Many people have asked me why I write and do a blog. I tend to be a socially awkward introvert who has plenty to say, but it just wouldn’t come out right if I spoke it. I stay at home with little kids, so my adult conversation skills are a little weak right now. (I know many can relate).
My best thoughts seem to come to me in the shower, driving, and the moment my body goes into sleep mode for the night. If I remember them, they make great topics. My kids are also great subjects and constantly keep me entertained. The joy and honor of being with them as a stay at home parent is getting to see their character and personality grow and change (pretty much daily). Don’t take it personally if you both work… every family situation is different, I get it. I can only speak from my personal experiences.
With that said, there are ups & downs to the stay at home parent life. You get to participate in the little moments; first words, baby dancing, laughs & giggles, spit up, bumps & bruises that need kissed, etc. Some days it feels that all of these things are great…as long as we stay in our little bubble at home. When we venture to the public, everyone has an opinion and advice. I generally shrug it off and humor the little ol’ ladies who have teething hacks from 1962.
Many people appreciate but don’t realize the amount of work that goes into the job of stay at home parent. The parent part is commonly understood, but the stay at home part is overlooked. Not only is every aspect of parenting in the job, but running a household is also. The term Homemaker is often used and with good reason. Being able to stay at home gives an opportunity to make a house a home. All those special little touches. I have often heard moms say, “If only we could trade jobs for a day, they would understand what it is I do all day long.” I can totally understand.
When we had our first child and I started staying at home, I dove in and immersed myself wholly into our child. In doing this I had a feeling that I had lost myself. Could have been a bit of postpartum depression, but who knows for sure. I had the greatest love and joy for that baby but when she would sleep I wasn’t sure what to do with me…. That was the point when Dillon and I talked and decided that here and there I needed a craft project, book to read, new recipe to try or to go for a walk; something I could do that I enjoyed, to keep me from going bat-crap-crazy.
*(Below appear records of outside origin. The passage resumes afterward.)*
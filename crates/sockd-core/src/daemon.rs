//! Listener composition: fans out one TCP sub-daemon per
//! configured TCP port and one UDP sub-daemon per configured UDP port,
//! starts and tears them down as a unit, and owns the process-wide
//! emergency lockdown flag.
//!
//! Each sub-daemon runs on its own thread; `start_and_block` joins all of
//! them and surfaces the first error any of them produced.

use std::net::{TcpStream, ToSocketAddrs, UdpSocket};
use std::sync::atomic::{AtomicBool, Ordering};
use std::sync::{Arc, Mutex};
use std::thread;
use std::time::Duration;

use sockd_crypto::derive_key;

use crate::blacklist::SharedBlacklist;
use crate::config::DaemonConfig;
use crate::error::{SockError, SockResult};
use crate::logging::Logger;
use crate::stats::SharedStats;
use crate::tcp::TcpSubDaemon;
use crate::udp::UdpSubDaemon;

/// Per-`Daemon` lifecycle state: `New` -> `Initialise` ->
/// `Initialised` -> `StartAndBlock` -> `Running` -> `Stop` -> `Stopped`.
/// `Initialise` after `Stopped` is not supported.
#[derive(Debug, Clone, Copy, Eq, PartialEq)]
enum State {
    New,
    Initialised,
    Running,
    Stopped,
}

/// Timeout used for the dummy loopback connection/datagram `stop()` uses
/// to unblock a sub-daemon's blocking `accept`/`recv_from` call.
const WAKE_TIMEOUT: Duration = Duration::from_secs(2);

/// Fans out the configured TCP/UDP ports into independent sub-daemons and
/// runs them to completion as a unit. Construction (`new`) never fails;
/// `initialise` performs the `ConfigInvalid` checks, and `start_and_block`
/// surfaces any `BindFailed`/`ResolveFailed` a sub-daemon produces.
pub struct Daemon {
    config: DaemonConfig,
    blacklist: SharedBlacklist,
    stats: SharedStats,
    log: Logger,
    lockdown: Arc<AtomicBool>,
    stop_once: Arc<AtomicBool>,
    state: Mutex<State>,
}

impl Daemon {
    pub fn new(config: DaemonConfig, blacklist: SharedBlacklist, stats: SharedStats, log: Logger) -> Daemon {
        Daemon {
            config,
            blacklist,
            stats,
            log,
            lockdown: Arc::new(AtomicBool::new(false)),
            stop_once: Arc::new(AtomicBool::new(false)),
            state: Mutex::new(State::New),
        }
    }

    /// Validates the configuration (password length, at least one TCP
    /// port, a blacklist collaborator) and transitions
    /// `New` -> `Initialised`. The blacklist/stats collaborators are
    /// already required by the type system (`Daemon::new` takes owned
    /// trait objects), so only the port-list invariants are re-checked
    /// here; `DaemonConfig::from_file` already enforces the password
    /// length and per-IP-limit default on the way in.
    pub fn initialise(&self) -> SockResult<()> {
        let mut state = self.state.lock().expect("daemon state mutex poisoned");
        if *state != State::New {
            return Err(SockError::ConfigInvalid("daemon already initialised".into()));
        }

        if self.config.tcp_ports.is_empty() {
            return Err(SockError::ConfigInvalid("at least one TCP port is required".into()));
        }
        if self.config.tcp_ports.iter().any(|&p| p == 0) || self.config.udp_ports.iter().any(|&p| p == 0) {
            return Err(SockError::ConfigInvalid("listening ports must be non-zero".into()));
        }

        *state = State::Initialised;
        Ok(())
    }

    /// Spawns one thread per configured TCP port and one per configured
    /// UDP port, then blocks until every one of them has exited. Returns
    /// the first non-`LockedDown` error any sub-daemon produced (a bind
    /// or resolve failure), after signalling every other sub-daemon to
    /// stop.
    /// Returns `Ok(())` only when every sub-daemon exited via `Stop`.
    pub fn start_and_block(&self) -> SockResult<()> {
        {
            let mut state = self.state.lock().expect("daemon state mutex poisoned");
            if *state != State::Initialised {
                return Err(SockError::ConfigInvalid("daemon must be initialised before starting".into()));
            }
            *state = State::Running;
        }

        let derived_key = derive_key(self.config.password.as_bytes());

        let mut handles = Vec::new();

        for &port in &self.config.tcp_ports {
            let sub = TcpSubDaemon::new(
                self.config.address.clone(),
                port,
                derived_key,
                self.config.per_ip_limit,
                Arc::clone(&self.blacklist),
                Arc::clone(&self.stats),
                Arc::clone(&self.lockdown),
                self.log.clone(),
            );
            handles.push(thread::spawn(move || sub.run()));
        }

        for &port in &self.config.udp_ports {
            let sub = UdpSubDaemon::new(
                self.config.address.clone(),
                port,
                derived_key,
                self.config.per_ip_limit,
                Arc::clone(&self.blacklist),
                Arc::clone(&self.lockdown),
                self.log.clone(),
            );
            handles.push(thread::spawn(move || sub.run()));
        }

        let mut first_error = None;
        for handle in handles {
            match handle.join() {
                Ok(Ok(())) => {}
                Ok(Err(SockError::LockedDown)) => {}
                Ok(Err(err)) => {
                    self.lockdown();
                    if first_error.is_none() {
                        first_error = Some(err);
                    }
                }
                Err(_) => {
                    if first_error.is_none() {
                        first_error = Some(SockError::ConfigInvalid("sub-daemon thread panicked".into()));
                    }
                }
            }
        }

        *self.state.lock().expect("daemon state mutex poisoned") = State::Stopped;

        match first_error {
            Some(err) => Err(err),
            None => Ok(()),
        }
    }

    /// Signals every sub-daemon to stop and unblocks their pending
    /// `accept`/`recv_from` call with a dummy loopback connection/datagram
    /// per listening port. A second call is a no-op.
    pub fn stop(&self) {
        if self.stop_once.swap(true, Ordering::SeqCst) {
            return;
        }
        self.lockdown();

        let wake_host = if self.config.address == "0.0.0.0" || self.config.address.is_empty() {
            "127.0.0.1"
        } else {
            self.config.address.as_str()
        };

        for &port in &self.config.tcp_ports {
            let target = (wake_host, port)
                .to_socket_addrs()
                .ok()
                .and_then(|mut addrs| addrs.next());
            if let Some(target) = target {
                let _ = TcpStream::connect_timeout(&target, WAKE_TIMEOUT);
            }
        }

        for &port in &self.config.udp_ports {
            if let Ok(wake_socket) = UdpSocket::bind("0.0.0.0:0") {
                let _ = wake_socket.send_to(&[], (wake_host, port));
            }
        }
    }

    /// Raises the emergency lockdown flag without attempting to unblock
    /// any sub-daemon's pending I/O. A sub-daemon blocked in
    /// `accept`/`recv_from` only notices on its next inbound
    /// connection/datagram; pair with `stop()` for an immediate effect.
    pub fn lockdown(&self) {
        self.lockdown.store(true, Ordering::SeqCst);
    }

    /// Lowers the emergency lockdown flag. Sub-daemons that already
    /// observed the flag and exited cannot be resumed by this call alone;
    /// lifting lockdown only prevents *future* accept/recv iterations
    /// (on sub-daemons still running) from refusing new work.
    pub fn lift_lockdown(&self) {
        self.lockdown.store(false, Ordering::SeqCst);
    }

    pub fn is_locked_down(&self) -> bool {
        self.lockdown.load(Ordering::SeqCst)
    }
}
When doing housework, I tend to think of other countries or the old days. Take doing dishes for example. We have dishwashers. We did not have to haul the water, make a fire to heat it, and then scrub and dry the dishes by hand. Vacuuming is another great example. Be glad to have carpet to clean. Some huts in Africa have dirt floors. Imagine life without a washing machine. Having to use a scrub board down at the river, every once in a while, to wash clothes.
Moral of the story is simply be thankful. Weather it’s the 3rd poopy diaper before noon, the mountain of laundry staring you down, or the first cup of coffee in the morning…be thankful.